Task to complete. Repeat each entry verbatim.

[Dataset entries]
===============

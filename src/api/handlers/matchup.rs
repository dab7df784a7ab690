use axum::{
    extract::State,
    response::{IntoResponse, Json},
};
use log::info;
use serde::Deserialize;
use std::sync::Arc;

use super::{matchup_error_response, AppState};
use crate::stats::predict;

#[derive(Deserialize)]
#[serde(rename_all = "camelCase")]
pub struct PredictRequest {
    pub team_a: Option<String>,
    pub team_b: Option<String>,
}

pub async fn post_predict(
    State(state): State<Arc<AppState>>,
    Json(request): Json<PredictRequest>,
) -> impl IntoResponse {
    let team_a = request.team_a.unwrap_or_default();
    let team_b = request.team_b.unwrap_or_default();

    match predict(&state.renderer.data().teams, &team_a, &team_b) {
        Ok(prediction) => {
            info!("Predicted {} vs {}: {}", team_a, team_b, prediction.winner);
            Json(prediction).into_response()
        }
        Err(e) => matchup_error_response(&e),
    }
}
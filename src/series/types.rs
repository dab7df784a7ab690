use serde::Serialize;

use crate::stats::StatRange;

/// Which value axis a series is drawn against.
#[derive(Debug, Clone, Copy, PartialEq, Eq, Default, Serialize)]
#[serde(rename_all = "camelCase")]
pub enum Axis {
    #[default]
    Primary,
    Secondary,
}

/// One `(label, value, color, payload)` tuple plus optional hover text.
#[derive(Debug, Clone, PartialEq)]
pub struct SeriesPoint {
    pub label: String,
    pub value: f64,
    pub color: String,
    pub payload: String,
    pub text: Option<String>,
}

impl SeriesPoint {
    pub fn new(
        label: impl Into<String>,
        value: f64,
        color: impl Into<String>,
        payload: impl Into<String>,
    ) -> Self {
        Self {
            label: label.into(),
            value,
            color: color.into(),
            payload: payload.into(),
            text: None,
        }
    }

    pub fn with_text(mut self, text: impl Into<String>) -> Self {
        self.text = Some(text.into());
        self
    }
}

/// Ordered parallel sequences feeding one chart trace.
///
/// Points can only be appended whole, so every sequence has the same length.
#[derive(Debug, Clone, PartialEq, Default)]
pub struct Series {
    name: String,
    axis: Axis,
    labels: Vec<String>,
    values: Vec<f64>,
    colors: Vec<String>,
    payload: Vec<String>,
    text: Vec<Option<String>>,
}

impl Series {
    pub fn new(name: impl Into<String>) -> Self {
        Self {
            name: name.into(),
            ..Self::default()
        }
    }

    pub fn on_axis(mut self, axis: Axis) -> Self {
        self.axis = axis;
        self
    }

    pub fn push(&mut self, point: SeriesPoint) {
        self.labels.push(point.label);
        self.values.push(point.value);
        self.colors.push(point.color);
        self.payload.push(point.payload);
        self.text.push(point.text);
    }

    pub fn point(&self, idx: usize) -> Option<SeriesPoint> {
        Some(SeriesPoint {
            label: self.labels.get(idx)?.clone(),
            value: *self.values.get(idx)?,
            color: self.colors.get(idx)?.clone(),
            payload: self.payload.get(idx)?.clone(),
            text: self.text.get(idx)?.clone(),
        })
    }

    /// Repeats the first point at the end, as polar charts require.
    pub fn closed(mut self) -> Self {
        if let Some(first) = self.point(0) {
            self.push(first);
        }
        self
    }

    pub fn name(&self) -> &str {
        &self.name
    }

    pub fn axis(&self) -> Axis {
        self.axis
    }

    pub fn labels(&self) -> &[String] {
        &self.labels
    }

    pub fn values(&self) -> &[f64] {
        &self.values
    }

    pub fn colors(&self) -> &[String] {
        &self.colors
    }

    pub fn payload(&self) -> &[String] {
        &self.payload
    }

    /// Hover text per point, `None` where the builder supplied none.
    pub fn text(&self) -> &[Option<String>] {
        &self.text
    }

    pub fn total(&self) -> f64 {
        self.values.iter().sum()
    }

    pub fn len(&self) -> usize {
        self.labels.len()
    }

    pub fn is_empty(&self) -> bool {
        self.labels.is_empty()
    }
}

/// How to pull one value out of a named dataset for a chart.
#[derive(Debug, Clone, PartialEq)]
pub struct FieldSpec {
    pub dataset: String,
    pub field: String,
    pub label: String,
    /// Raw value is charted when no range is given.
    pub range: Option<StatRange>,
    pub color: String,
    pub axis: Axis,
}

impl FieldSpec {
    pub fn new(dataset: impl Into<String>, field: impl Into<String>, label: impl Into<String>) -> Self {
        Self {
            dataset: dataset.into(),
            field: field.into(),
            label: label.into(),
            range: None,
            color: String::new(),
            axis: Axis::Primary,
        }
    }

    pub fn scored(mut self, range: StatRange) -> Self {
        self.range = Some(range);
        self
    }

    pub fn colored(mut self, color: impl Into<String>) -> Self {
        self.color = color.into();
        self
    }

    pub fn on_axis(mut self, axis: Axis) -> Self {
        self.axis = axis;
        self
    }
}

===============

Final answer.
filename src/api/handlers/matchup.rs
repository dab7df784a7ab690
use axum::{
    extract::State,
    response::{IntoResponse, Json},
};
use log::info;
use serde::Deserialize;
use std::sync::Arc;

use super::{matchup_error_response, AppState};
use crate::stats::predict;

#[derive(Deserialize)]
#[serde(rename_all = "camelCase")]
pub struct PredictRequest {
    pub team_a: Option<String>,
    pub team_b: Option<String>,
}

pub async fn post_predict(
    State(state): State<Arc<AppState>>,
    Json(request): Json<PredictRequest>,
) -> impl IntoResponse {
    let team_a = request.team_a.unwrap_or_default();
    let team_b = request.team_b.unwrap_or_default();

    match predict(&state.renderer.data().teams, &team_a, &team_b) {
        Ok(prediction) => {
            info!("Predicted {} vs {}: {}", team_a, team_b, prediction.winner);
            Json(prediction).into_response()
        }
        Err(e) => matchup_error_response(&e),
    }
}
filename src/series/types.rs
repository dab7df784a7ab690
use serde::Serialize;

use crate::stats::StatRange;

/// Which value axis a series is drawn against.
#[derive(Debug, Clone, Copy, PartialEq, Eq, Default, Serialize)]
#[serde(rename_all = "camelCase")]
pub enum Axis {
    #[default]
    Primary,
    Secondary,
}

/// One `(label, value, color, payload)` tuple plus optional hover text.
#[derive(Debug, Clone, PartialEq)]
pub struct SeriesPoint {
    pub label: String,
    pub value: f64,
    pub color: String,
    pub payload: String,
    pub text: Option<String>,
}

impl SeriesPoint {
    pub fn new(
        label: impl Into<String>,
        value: f64,
        color: impl Into<String>,
        payload: impl Into<String>,
    ) -> Self {
        Self {
            label: label.into(),
            value,
            color: color.into(),
            payload: payload.into(),
            text: None,
        }
    }

    pub fn with_text(mut self, text: impl Into<String>) -> Self {
        self.text = Some(text.into());
        self
    }
}

/// Ordered parallel sequences feeding one chart trace.
///
/// Points can only be appended whole, so every sequence has the same length.
#[derive(Debug, Clone, PartialEq, Default)]
pub struct Series {
    name: String,
    axis: Axis,
    labels: Vec<String>,
    values: Vec<f64>,
    colors: Vec<String>,
    payload: Vec<String>,
    text: Vec<Option<String>>,
}

impl Series {
    pub fn new(name: impl Into<String>) -> Self {
        Self {
            name: name.into(),
            ..Self::default()
        }
    }

    pub fn on_axis(mut self, axis: Axis) -> Self {
        self.axis = axis;
        self
    }

    pub fn push(&mut self, point: SeriesPoint) {
        self.labels.push(point.label);
        self.values.push(point.value);
        self.colors.push(point.color);
        self.payload.push(point.payload);
        self.text.push(point.text);
    }

    pub fn point(&self, idx: usize) -> Option<SeriesPoint> {
        Some(SeriesPoint {
            label: self.labels.get(idx)?.clone(),
            value: *self.values.get(idx)?,
            color: self.colors.get(idx)?.clone(),
            payload: self.payload.get(idx)?.clone(),
            text: self.text.get(idx)?.clone(),
        })
    }

    /// Repeats the first point at the end, as polar charts require.
    pub fn closed(mut self) -> Self {
        if let Some(first) = self.point(0) {
            self.push(first);
        }
        self
    }

    pub fn name(&self) -> &str {
        &self.name
    }

    pub fn axis(&self) -> Axis {
        self.axis
    }

    pub fn labels(&self) -> &[String] {
        &self.labels
    }

    pub fn values(&self) -> &[f64] {
        &self.values
    }

    pub fn colors(&self) -> &[String] {
        &self.colors
    }

    pub fn payload(&self) -> &[String] {
        &self.payload
    }

    /// Hover text per point, `None` where the builder supplied none.
    pub fn text(&self) -> &[Option<String>] {
        &self.text
    }

    pub fn total(&self) -> f64 {
        self.values.iter().sum()
    }

    pub fn len(&self) -> usize {
        self.labels.len()
    }

    pub fn is_empty(&self) -> bool {
        self.labels.is_empty()
    }
}

/// How to pull one value out of a named dataset for a chart.
#[derive(Debug, Clone, PartialEq)]
pub struct FieldSpec {
    pub dataset: String,
    pub field: String,
    pub label: String,
    /// Raw value is charted when no range is given.
    pub range: Option<StatRange>,
    pub color: String,
    pub axis: Axis,
}

impl FieldSpec {
    pub fn new(dataset: impl Into<String>, field: impl Into<String>, label: impl Into<String>) -> Self {
        Self {
            dataset: dataset.into(),
            field: field.into(),
            label: label.into(),
            range: None,
            color: String::new(),
            axis: Axis::Primary,
        }
    }

    pub fn scored(mut self, range: StatRange) -> Self {
        self.range = Some(range);
        self
    }

    pub fn colored(mut self, color: impl Into<String>) -> Self {
        self.color = color.into();
        self
    }

    pub fn on_axis(mut self, axis: Axis) -> Self {
        self.axis = axis;
        self
    }
}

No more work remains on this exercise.